_DATA EXTRACT_.
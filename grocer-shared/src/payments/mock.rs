/// In-memory payment gateway
///
/// Records created sessions and serves them back, so the order flow can be
/// exercised without network access. Tests mark sessions paid with
/// [`MockGateway::mark_paid`].

use async_trait::async_trait;
use std::collections::HashMap;
use std::sync::Mutex;
use uuid::Uuid;

use super::{
    CheckoutSession, GatewayProduct, LineItemPrice, NewCheckoutSession, PaymentError,
    PaymentGateway, ProductRef, SessionLineItem, METADATA_ADDRESS_ID, METADATA_PRODUCT_ID,
    METADATA_USER_ID,
};

#[derive(Debug, Clone)]
struct StoredSession {
    session: CheckoutSession,
    line_items: Vec<SessionLineItem>,
}

/// Payment gateway that keeps sessions in memory
#[derive(Debug, Default)]
pub struct MockGateway {
    sessions: Mutex<HashMap<String, StoredSession>>,
}

impl MockGateway {
    /// Creates an empty gateway
    pub fn new() -> Self {
        Self::default()
    }

    /// Marks a session as paid and assigns it a payment intent ID
    ///
    /// Returns the updated session, or `None` if unknown.
    pub fn mark_paid(&self, session_id: &str) -> Option<CheckoutSession> {
        let mut sessions = self.sessions.lock().ok()?;
        let stored = sessions.get_mut(session_id)?;
        stored.session.payment_status = "paid".to_string();
        stored.session.payment_intent = Some(format!("pi_mock_{}", Uuid::new_v4().simple()));
        Some(stored.session.clone())
    }

    /// Number of sessions created so far
    pub fn session_count(&self) -> usize {
        self.sessions.lock().map(|s| s.len()).unwrap_or(0)
    }

    fn lookup(&self, session_id: &str) -> Result<StoredSession, PaymentError> {
        self.sessions
            .lock()
            .map_err(|_| PaymentError::InvalidResponse("mock gateway poisoned".to_string()))?
            .get(session_id)
            .cloned()
            .ok_or_else(|| PaymentError::Api {
                status: 404,
                message: format!("No such checkout.session: '{}'", session_id),
            })
    }
}

#[async_trait]
impl PaymentGateway for MockGateway {
    async fn create_checkout_session(
        &self,
        request: &NewCheckoutSession,
    ) -> Result<CheckoutSession, PaymentError> {
        if request.line_items.is_empty() {
            return Err(PaymentError::InvalidRequest("no line items".to_string()));
        }

        let id = format!("cs_mock_{}", Uuid::new_v4().simple());

        let line_items: Vec<SessionLineItem> = request
            .line_items
            .iter()
            .enumerate()
            .map(|(i, item)| SessionLineItem {
                id: format!("li_mock_{}", i),
                description: Some(item.name.clone()),
                quantity: Some(item.quantity),
                amount_total: item.unit_amount * item.quantity,
                amount_subtotal: Some(item.unit_amount * item.quantity),
                price: Some(LineItemPrice {
                    id: format!("price_mock_{}", i),
                    unit_amount: Some(item.unit_amount),
                    product: ProductRef::Expanded(GatewayProduct {
                        id: format!("prod_mock_{}", i),
                        name: item.name.clone(),
                        images: item.images.clone(),
                        metadata: HashMap::from([(
                            METADATA_PRODUCT_ID.to_string(),
                            item.product_id.to_string(),
                        )]),
                    }),
                }),
            })
            .collect();

        let session = CheckoutSession {
            id: id.clone(),
            url: Some(format!("https://checkout.mock/pay/{}", id)),
            payment_intent: None,
            payment_status: "unpaid".to_string(),
            customer_email: Some(request.customer_email.clone()),
            metadata: HashMap::from([
                (METADATA_USER_ID.to_string(), request.user_id.to_string()),
                (METADATA_ADDRESS_ID.to_string(), request.address_id.to_string()),
            ]),
            amount_total: Some(line_items.iter().map(|l| l.amount_total).sum()),
        };

        self.sessions
            .lock()
            .map_err(|_| PaymentError::InvalidResponse("mock gateway poisoned".to_string()))?
            .insert(
                id,
                StoredSession {
                    session: session.clone(),
                    line_items,
                },
            );

        Ok(session)
    }

    async fn retrieve_session(&self, session_id: &str) -> Result<CheckoutSession, PaymentError> {
        Ok(self.lookup(session_id)?.session)
    }

    async fn list_line_items(&self, session_id: &str) -> Result<Vec<SessionLineItem>, PaymentError> {
        Ok(self.lookup(session_id)?.line_items)
    }
}

#[cfg(test)]
mod tests {
    use super::*;
    use crate::payments::CheckoutLineItem;

    #[tokio::test]
    async fn test_mock_session_lifecycle() {
        let gateway = MockGateway::new();
        let user_id = Uuid::new_v4();
        let product_id = Uuid::new_v4();

        let session = gateway
            .create_checkout_session(&NewCheckoutSession {
                currency: "inr".to_string(),
                customer_email: "buyer@example.com".to_string(),
                user_id,
                address_id: Uuid::new_v4(),
                line_items: vec![CheckoutLineItem {
                    product_id,
                    name: "Paneer".to_string(),
                    images: vec![],
                    unit_amount: 9000,
                    quantity: 3,
                }],
                success_url: "https://shop.example/success".to_string(),
                cancel_url: "https://shop.example/cancel".to_string(),
            })
            .await
            .unwrap();

        assert!(!session.is_paid());
        assert_eq!(session.user_id(), Some(user_id));
        assert_eq!(session.amount_total, Some(27000));
        assert_eq!(gateway.session_count(), 1);

        let paid = gateway.mark_paid(&session.id).unwrap();
        assert!(paid.is_paid());
        assert!(paid.payment_intent.is_some());

        let items = gateway.list_line_items(&session.id).await.unwrap();
        assert_eq!(items.len(), 1);
        assert_eq!(items[0].product_id(), Some(product_id));
        assert_eq!(items[0].amount_total, 27000);
    }

    #[tokio::test]
    async fn test_unknown_session() {
        let gateway = MockGateway::new();
        assert!(matches!(
            gateway.retrieve_session("cs_missing").await,
            Err(PaymentError::Api { status: 404, .. })
        ));
    }
}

_TASK DESCRIPTION_.
Please show the lines in the entries above that hold the string "struct".

_EXERCISE RESPONSE_.
struct StoredSession {
pub struct MockGateway {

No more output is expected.